▶ **Exercise details**
Look through the entries below and show every line containing the word "discountedTotalPrice".

_ _ _ _ _ _ _

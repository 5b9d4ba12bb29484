//! Group purchase session state and URL handling
use serde::{Deserialize, Serialize};
use std::fmt;
use url::Url;

use crate::render::WidgetVariant;

/// Opaque identifier correlating the starter and the joiner of a group buy.
#[derive(Debug, Clone, PartialEq, Eq, Hash, Serialize, Deserialize)]
#[serde(transparent)]
pub struct GroupPurchaseId(String);

impl GroupPurchaseId {
    /// Wrap a raw id. Returns `None` for an empty string.
    #[must_use]
    pub fn new(raw: impl Into<String>) -> Option<Self> {
        let raw = raw.into();
        (!raw.is_empty()).then_some(Self(raw))
    }

    #[must_use]
    pub fn as_str(&self) -> &str {
        &self.0
    }
}

impl fmt::Display for GroupPurchaseId {
    fn fmt(&self, f: &mut fmt::Formatter<'_>) -> fmt::Result {
        f.write_str(&self.0)
    }
}

/// Session context shared by the renderer and the submit path.
///
/// Written once at init and read afterwards.
#[derive(Debug, Clone, Default, PartialEq, Eq)]
pub struct GroupPurchaseSession {
    group_purchase_id: Option<GroupPurchaseId>,
}

impl GroupPurchaseSession {
    #[must_use]
    pub fn new() -> Self {
        Self::default()
    }

    #[must_use]
    pub fn group_purchase_id(&self) -> Option<&GroupPurchaseId> {
        self.group_purchase_id.as_ref()
    }

    /// Store an id picked up from the URL. Existing ids are replaced.
    pub fn adopt(&mut self, id: GroupPurchaseId) {
        log::debug!("group purchase session adopted id {id}");
        self.group_purchase_id = Some(id);
    }

    /// Which markup variant a render should use.
    #[must_use]
    pub fn variant(&self) -> WidgetVariant {
        self.group_purchase_id
            .clone()
            .map_or(WidgetVariant::New, WidgetVariant::Active)
    }
}

/// Result of pulling a query parameter out of a URL.
#[derive(Debug, Clone, PartialEq, Eq)]
pub struct ConsumedParam {
    pub id: GroupPurchaseId,
    /// The original URL with every occurrence of the parameter removed.
    pub cleaned_href: String,
}

/// Read `name` from the query string of `href` and strip it from the URL.
///
/// The first occurrence supplies the value and all occurrences are removed.
/// Remaining parameters are re-serialized and the fragment is kept.
/// Returns `None` when the URL cannot be parsed or the parameter is absent or
/// empty, in which case the URL should be left untouched.
#[must_use]
pub fn consume_query_param(href: &str, name: &str) -> Option<ConsumedParam> {
    let mut url = match Url::parse(href) {
        Ok(url) => url,
        Err(e) => {
            log::debug!("cannot parse page URL {href}: {e}");
            return None;
        }
    };

    let value = url
        .query_pairs()
        .find(|(key, _)| *key == name)
        .map(|(_, value)| value.into_owned())?;
    let id = GroupPurchaseId::new(value)?;

    let kept: Vec<(String, String)> = url
        .query_pairs()
        .filter(|(key, _)| *key != name)
        .map(|(key, value)| (key.into_owned(), value.into_owned()))
        .collect();
    if kept.is_empty() {
        url.set_query(None);
    } else {
        url.query_pairs_mut().clear().extend_pairs(kept);
    }

    Some(ConsumedParam {
        id,
        cleaned_href: url.into(),
    })
}
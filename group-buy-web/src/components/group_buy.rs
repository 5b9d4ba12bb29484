use group_buy_core::{ButtonAction, ClassSlot, CssClasses, WidgetVariant, translations};
use yew::prelude::*;

#[derive(Properties, PartialEq, Clone)]
pub struct Props {
    pub variant: WidgetVariant,
    pub lang: AttrValue,
    #[prop_or_default]
    pub classes: CssClasses,
    pub savings_amount: AttrValue,
    pub discounted_total_price: AttrValue,
    #[prop_or_default]
    pub on_action: Callback<ButtonAction>,
}

fn action_button(
    action: ButtonAction,
    label: &str,
    class: &str,
    on_action: &Callback<ButtonAction>,
) -> Html {
    let onclick = on_action.reform(move |_: MouseEvent| action);
    html! {
        <button id={action.button_id()} type="button" class={class.to_string()} {onclick}>
            { label.to_string() }
        </button>
    }
}

#[function_component(GroupBuy)]
pub fn group_buy(p: &Props) -> Html {
    let i18n = translations(&p.lang);
    let class = |slot: ClassSlot| p.classes.get(slot).to_string();

    let buttons = p.variant.buttons().iter().enumerate().map(|(i, &action)| {
        let label = match action {
            ButtonAction::Start => &i18n.button_text,
            ButtonAction::Join => &i18n.join_button_text,
        };
        let separator = if i > 0 {
            html! { <p>{ i18n.or.clone() }</p> }
        } else {
            Html::default()
        };
        html! {
            <>
                { separator }
                { action_button(action, label, p.classes.get(ClassSlot::Button), &p.on_action) }
            </>
        }
    });

    html! {
        <div class={class(ClassSlot::Container)}>
            <h3 class={class(ClassSlot::Header)}>
                { format!("{} {}!", i18n.title, p.savings_amount) }
            </h3>
            <p class={class(ClassSlot::Paragraph)}>
                { i18n.description.clone() }
                { " " }
                <a href="#" class={class(ClassSlot::Link)}>{ i18n.link_text.clone() }</a>
            </p>
            <p class={class(ClassSlot::Savings)}>
                { format!("{} {}.", i18n.discounted_price, p.discounted_total_price) }
            </p>
            { for buttons }
        </div>
    }
}
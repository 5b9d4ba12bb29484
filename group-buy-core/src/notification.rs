//! Toast notification descriptors
use serde::{Deserialize, Serialize};

use crate::config::DEFAULT_TOAST_DURATION_MS;

#[derive(Debug, Clone, Copy, Default, PartialEq, Eq, Serialize, Deserialize)]
#[serde(rename_all = "lowercase")]
pub enum ToastKind {
    #[default]
    Info,
    Success,
    Error,
}

impl ToastKind {
    #[must_use]
    pub const fn as_str(self) -> &'static str {
        match self {
            Self::Info => "info",
            Self::Success => "success",
            Self::Error => "error",
        }
    }
}

/// A transient banner shown to the shopper.
#[derive(Debug, Clone, PartialEq, Eq)]
pub struct Notification {
    pub message: String,
    pub kind: ToastKind,
    pub duration_ms: u32,
}

impl Notification {
    #[must_use]
    pub fn new(message: impl Into<String>, kind: ToastKind) -> Self {
        Self {
            message: message.into(),
            kind,
            duration_ms: DEFAULT_TOAST_DURATION_MS,
        }
    }

    #[must_use]
    pub const fn with_duration(mut self, duration_ms: u32) -> Self {
        self.duration_ms = duration_ms;
        self
    }

    /// Class list for the banner element.
    #[must_use]
    pub fn css_class(&self) -> String {
        format!("group-buy-toast group-buy-toast--{}", self.kind.as_str())
    }
}
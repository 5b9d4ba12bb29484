//! Group Buy Core
//!
//! Platform-agnostic logic for the group buy widget: session extraction,
//! translations, render validation, request payloads and response handling.
//! This crate has no DOM dependency; the web crate wires it to the browser.

pub mod api;
pub mod classes;
pub mod config;
pub mod i18n;
pub mod notification;
pub mod payload;
pub mod render;
pub mod session;

pub use api::{ApiErrorCode, ErrorResponse, SubmitOutcome, SuccessResponse, UiEffect};
pub use classes::{ClassSlot, CssClasses};
pub use config::{ConfigError, WidgetConfig};
pub use i18n::{Translations, translations};
pub use notification::{Notification, ToastKind};
pub use payload::{ApiPayload, PayloadShape};
pub use render::{
    Amounts, ButtonAction, RenderError, RenderRequest, WidgetVariant, display_amount,
};
pub use session::{ConsumedParam, GroupPurchaseId, GroupPurchaseSession, consume_query_param};
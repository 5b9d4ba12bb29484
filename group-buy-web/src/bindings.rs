//! JavaScript entry points for host pages
use std::cell::RefCell;
use std::collections::BTreeMap;

use group_buy_core::{Amounts, CssClasses, RenderRequest, WidgetConfig, display_amount};
use js_sys::{Function, Reflect};
use serde_json::Value;
use wasm_bindgen::JsCast;
use wasm_bindgen::closure::Closure;
use wasm_bindgen::prelude::*;
use yew::Callback;

use crate::api::BasketEmitter;
use crate::dom;
use crate::widget::{BasketHook, GroupBuyWidget};

fn get(options: &JsValue, key: &str) -> JsValue {
    Reflect::get(options, &JsValue::from_str(key)).unwrap_or(JsValue::UNDEFINED)
}

/// Amounts may arrive as strings or numbers; falsy values read as missing.
fn amount(value: JsValue) -> String {
    display_amount(&serde_wasm_bindgen::from_value::<Value>(value).unwrap_or(Value::Null))
}

fn css_classes_from(value: JsValue) -> CssClasses {
    if !value.is_object() {
        return CssClasses::default();
    }
    match serde_wasm_bindgen::from_value::<BTreeMap<String, String>>(value) {
        Ok(named) => CssClasses::from_named(named.iter().map(|(k, v)| (k.as_str(), v.as_str()))),
        Err(e) => {
            log::warn!("render_group_buy > ignoring unreadable cssClasses: {e}");
            CssClasses::default()
        }
    }
}

fn config_from(value: JsValue) -> Option<WidgetConfig> {
    if value.is_undefined() || value.is_null() {
        return None;
    }
    match serde_wasm_bindgen::from_value::<WidgetConfig>(value) {
        Ok(config) => match config.validate() {
            Ok(()) => Some(config),
            Err(e) => {
                log::warn!("init > ignoring invalid config: {e}");
                None
            }
        },
        Err(e) => {
            log::warn!("init > ignoring unreadable config: {e}");
            None
        }
    }
}

/// Wrap a JS hook so it receives an `emit(products)` function.
fn js_hook(function: Function) -> BasketHook {
    Callback::from(move |emitter: BasketEmitter| {
        let emit = Closure::<dyn Fn(JsValue)>::new(move |products: JsValue| {
            match serde_wasm_bindgen::from_value::<Value>(products) {
                Ok(products) => emitter.emit(products),
                Err(e) => log::warn!("emit > products are not serializable: {e}"),
            }
        })
        .into_js_value();
        if let Err(e) = function.call1(&JsValue::NULL, &emit) {
            log::error!("group buy hook threw: {}", dom::js_error_message(&e));
        }
    })
}

fn request_from(options: &JsValue) -> RenderRequest<BasketHook> {
    RenderRequest {
        discounted_total_price: amount(get(options, "discountedTotalPrice")),
        savings_amount: amount(get(options, "savingsAmount")),
        on_start: get(options, "onStartGroupBuy").dyn_into::<Function>().ok().map(js_hook),
        on_join: get(options, "onJoinGroupBuy").dyn_into::<Function>().ok().map(js_hook),
        lang: get(options, "lang").as_string().unwrap_or_default(),
        css_classes: css_classes_from(get(options, "cssClasses")),
    }
}

/// A widget instance owned by the host page.
#[wasm_bindgen(js_name = GroupBuyWidget)]
pub struct JsGroupBuyWidget {
    inner: GroupBuyWidget,
}

#[wasm_bindgen(js_class = GroupBuyWidget)]
impl JsGroupBuyWidget {
    #[wasm_bindgen(constructor)]
    #[must_use]
    pub fn new(config: JsValue) -> Self {
        Self {
            inner: GroupBuyWidget::new(config_from(config).unwrap_or_default()),
        }
    }

    pub fn init(&mut self) {
        self.inner.init();
    }

    /// Returns `refresh(savingsAmount, discountedTotalPrice)` or `undefined`.
    #[wasm_bindgen(js_name = renderGroupBuy)]
    pub fn render_group_buy(&self, options: JsValue) -> JsValue {
        render_with(&self.inner, &options)
    }

    #[wasm_bindgen(js_name = groupPurchaseId)]
    #[must_use]
    pub fn group_purchase_id(&self) -> Option<String> {
        self.inner
            .session()
            .group_purchase_id()
            .map(|id| id.as_str().to_string())
    }
}

fn render_with(widget: &GroupBuyWidget, options: &JsValue) -> JsValue {
    let Ok(mut handle) = widget.render(request_from(options)) else {
        return JsValue::UNDEFINED;
    };
    Closure::<dyn FnMut(JsValue, JsValue)>::new(move |savings: JsValue, price: JsValue| {
        handle.refresh(Amounts::new(amount(savings), amount(price)));
    })
    .into_js_value()
}

thread_local! {
    static DEFAULT_WIDGET: RefCell<GroupBuyWidget> =
        RefCell::new(GroupBuyWidget::new(WidgetConfig::default()));
}

/// Module-level `init` for pages using a single widget.
#[wasm_bindgen(js_name = init)]
pub fn init(config: JsValue) {
    DEFAULT_WIDGET.with(|cell| {
        let mut widget = cell.borrow_mut();
        if let Some(config) = config_from(config) {
            widget.reconfigure(config);
        }
        widget.init();
    });
}

#[wasm_bindgen(js_name = renderGroupBuy)]
#[must_use]
pub fn render_group_buy(options: JsValue) -> JsValue {
    DEFAULT_WIDGET.with(|cell| render_with(&cell.borrow(), &options))
}

#[wasm_bindgen(js_name = groupPurchaseId)]
#[must_use]
pub fn group_purchase_id() -> Option<String> {
    DEFAULT_WIDGET.with(|cell| {
        cell.borrow()
            .session()
            .group_purchase_id()
            .map(|id| id.as_str().to_string())
    })
}
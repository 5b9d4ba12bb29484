//! Static translation bundles for the widget copy
use once_cell::sync::Lazy;
use serde::{Deserialize, Serialize};

use crate::config::DEFAULT_LANG;

const LOCALE_TABLE: &[(&str, &str)] = &[
    ("en", include_str!("../i18n/en.json")),
    ("pl", include_str!("../i18n/pl.json")),
    ("hu", include_str!("../i18n/hu.json")),
];

/// Display strings for one language.
#[derive(Debug, Clone, Default, PartialEq, Eq, Serialize, Deserialize)]
#[serde(rename_all = "camelCase")]
pub struct Translations {
    pub title: String,
    pub description: String,
    pub discounted_price: String,
    pub link_text: String,
    pub button_text: String,
    pub join_button_text: String,
    pub or: String,
    pub joined_notice: String,
    pub basket_content_not_met: String,
    pub basket_value_not_met: String,
    pub generic_error: String,
}

static BUNDLES: Lazy<Vec<(&'static str, Translations)>> = Lazy::new(|| {
    LOCALE_TABLE
        .iter()
        .filter_map(|(code, data)| match serde_json::from_str(data) {
            Ok(bundle) => Some((*code, bundle)),
            Err(e) => {
                log::error!("Failed to parse translations for {code}: {e}");
                None
            }
        })
        .collect()
});

static EMPTY: Lazy<Translations> = Lazy::new(Translations::default);

/// Bundle for `lang`, falling back to English when the code is unknown.
#[must_use]
pub fn translations(lang: &str) -> &'static Translations {
    let find = |wanted: &str| {
        BUNDLES
            .iter()
            .find_map(|(code, bundle)| (*code == wanted).then_some(bundle))
    };
    find(lang)
        .or_else(|| find(DEFAULT_LANG))
        .unwrap_or_else(|| &*EMPTY)
}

_ _ _ _ _ _ _

▶ **Your solution**
        discounted_total_price: amount(get(options, "discountedTotalPrice")),
    /// Returns `refresh(savingsAmount, discountedTotalPrice)` or `undefined`.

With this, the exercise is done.